Matéo Maximoff: Die Ursitory (1938)

2007 illustriert Alfred Ullrich den Roman "Die Ursitory" des Roma-Autors Matéo Maximoff.

2007 ist die tschechische Übersetzung des Romans "Die Ursitory" vom Roma-Autor Matéo Maximoff erschienen. Für diese Auflage hat Alfred Ullrich Illustrationen angefertigt. Die Kaltnadelradierungen sind in Rot und Blau gehalten und zeichnen die Buchfiguren abstrakt und in harten Linien.

Nachdem sich Matéo Maximoff (1917 – 1999) selbst das Lesen und Schreiben beigebracht hat, schreibt er als 20-jähriger den Roman "Die Ursitory". In dem Buch erzählt er die Geschichte des Zigeunerjungen Arniko, dem die Ursitory – die Schicksalsengel der Zigeuner – nur drei Tage zu leben geben. Durch eine List seiner Mutter überlebt er und gilt fortan als unverwundbar. Als er heranwächst und sich in die Tochter einer verfeindeten Familie verliebt, wird ihm der Schicksalsspruch zum Verhängnis.

Alfred Ullrichs gesamte Familie ist 1939 in Konzentrationslager verschleppt worden. Seine Mutter war in mehreren Lagern und verlor dort Eltern, zwölf ihrer fünfzehn Geschwister und ihren ersten Sohn. Sie überlebte die Gefangenschaft zwar, doch steckten die Erlebnisse so tief in ihr, dass auch Alfred Ullrich davon geprägt wurde. Themen wie Schmerz, Tod und Verletzlichkeit finden sich auch in seinen Arbeiten wieder.

Seine Werke wirken

Perlen vor die Säue: Alfred Ullrich bei seiner Aktion "Pearls before swine" in Lety.

Um Zeichen zu setzen, verlässt sich Alfred Ullrich nicht nur auf seine Drucke allein. Seit 2000 unternimmt er immer wieder Aktionen, um die Öffentlichkeit zu provozieren. Seine erste Aktion nennt er "Pearls before swine". Auf dem Foto, das dabei entstanden ist, sieht man ihn vor dem Metallgatter eines tschechischen Schweinemastbetriebs stehen. Die Hand hat er halb geöffnet, er lässt Perlen auf den Boden fallen. Der Grund für seine Aktion: Der Betrieb steht auf dem Gelände des ehemaligen Konzentrationslager Lety.
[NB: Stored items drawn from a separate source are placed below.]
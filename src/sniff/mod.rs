//! Signature sniffing for recovered payloads.
//!
//! Payload bytes are compared against an ordered table of [`Definition`]s. Every definition
//! whose anchored segments and strings all match scores a certainty, and the highest score wins.
//! Equal scores keep the earliest definition in table order.

mod definitions;

pub use definitions::{Definition, DEFINITIONS};

use std::fmt::{Display, Formatter};

use tracing::debug;

const SEGMENT_WEIGHT: u32 = 1000;
const STRING_WEIGHT: u32 = 100;

// Strings are searched in this many leading bytes
const STRING_WINDOW: usize = 4096;

pub const FALLBACK_MIME: &str = "application/octet-stream";
pub const FALLBACK_EXTENSION: &str = ".txt";

// Category
//------------------------------------------------------------------------------

#[derive(Debug, PartialEq, Eq, Copy, Clone, Hash)]
pub enum Category {
    Image,
    Audio,
    Video,
    Text,
    Unknown,
}

impl Display for Category {
    fn fmt(&self, f: &mut Formatter<'_>) -> std::fmt::Result {
        let s = match self {
            Self::Image => "Image",
            Self::Audio => "Audio",
            Self::Video => "Video",
            Self::Text => "Text",
            Self::Unknown => "Unknown",
        };
        f.write_str(s)
    }
}

// Content classification
//------------------------------------------------------------------------------

#[derive(Debug, PartialEq, Eq, Copy, Clone)]
pub struct ContentClassification {
    pub mime_type: &'static str,
    pub category: Category,
    pub extension: &'static str,
    pub certainty: u32,
}

impl ContentClassification {
    pub const UNKNOWN: Self = Self {
        mime_type: FALLBACK_MIME,
        category: Category::Unknown,
        extension: FALLBACK_EXTENSION,
        certainty: 0,
    };

    pub fn is_known(&self) -> bool {
        self.certainty > 0
    }
}

impl Display for ContentClassification {
    fn fmt(&self, f: &mut Formatter<'_>) -> std::fmt::Result {
        if !self.is_known() {
            return f.write_str("Unknown MIME type");
        }
        write!(f, "MIME type {}. {} points certainty", self.mime_type, self.certainty)
    }
}

/// Classifies `payload` against [`DEFINITIONS`].
pub fn classify(payload: &[u8]) -> ContentClassification {
    classify_with(DEFINITIONS, payload)
}

/// Classifies `payload` against a custom definition table, in priority order.
pub fn classify_with(definitions: &[Definition], payload: &[u8]) -> ContentClassification {
    let mut best: Option<(&Definition, u32)> = None;
    for d in definitions {
        let Some(points) = score(d, payload) else { continue };
        // Strictly greater keeps the earliest definition on ties
        if best.map_or(true, |(_, p)| points > p) {
            best = Some((d, points));
        }
    }

    let res = match best {
        Some((d, certainty)) => ContentClassification {
            mime_type: d.mime,
            category: d.category,
            extension: d.extensions[0],
            certainty,
        },
        None => ContentClassification::UNKNOWN,
    };
    debug!("Classified {} bytes as {:?}", payload.len(), res);
    res
}

fn score(d: &Definition, payload: &[u8]) -> Option<u32> {
    let mut points = 0;
    for &(offset, seg) in d.segments {
        if payload.get(offset..offset + seg.len())? != seg {
            return None;
        }
        points += seg.len() as u32 * SEGMENT_WEIGHT;
    }

    let window = &payload[..payload.len().min(STRING_WINDOW)];
    for &s in d.strings {
        if !window.windows(s.len()).any(|w| w == s) {
            return None;
        }
        points += s.len() as u32 * STRING_WEIGHT;
    }
    Some(points)
}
Auch heute noch.

In Dachau erhebt Alfred Ullrich seine Stimme für die Situation der Sinti und Roma. 2006 prangert er in seiner Ausstellung TRANSIDENTIES die Verhältnisse der öffentlichen Toiletten am ehemaligen Landfahrerplatz an. Er macht Fotos und dreht ein Video. Die Reaktion kommt prompt und ohne viel Aufsehen: Über Nacht verschwinden die Toiletten, zurück bleibt ein Dixi-Klo. 2011 verschwindet schließlich auf seine Anregung auch das Schild mit der Aufschrift "Landfahrerplatz kein Gewerbe" – das Wort Landfahrer stammt aus dem Wortschatz der Nationalsozialisten.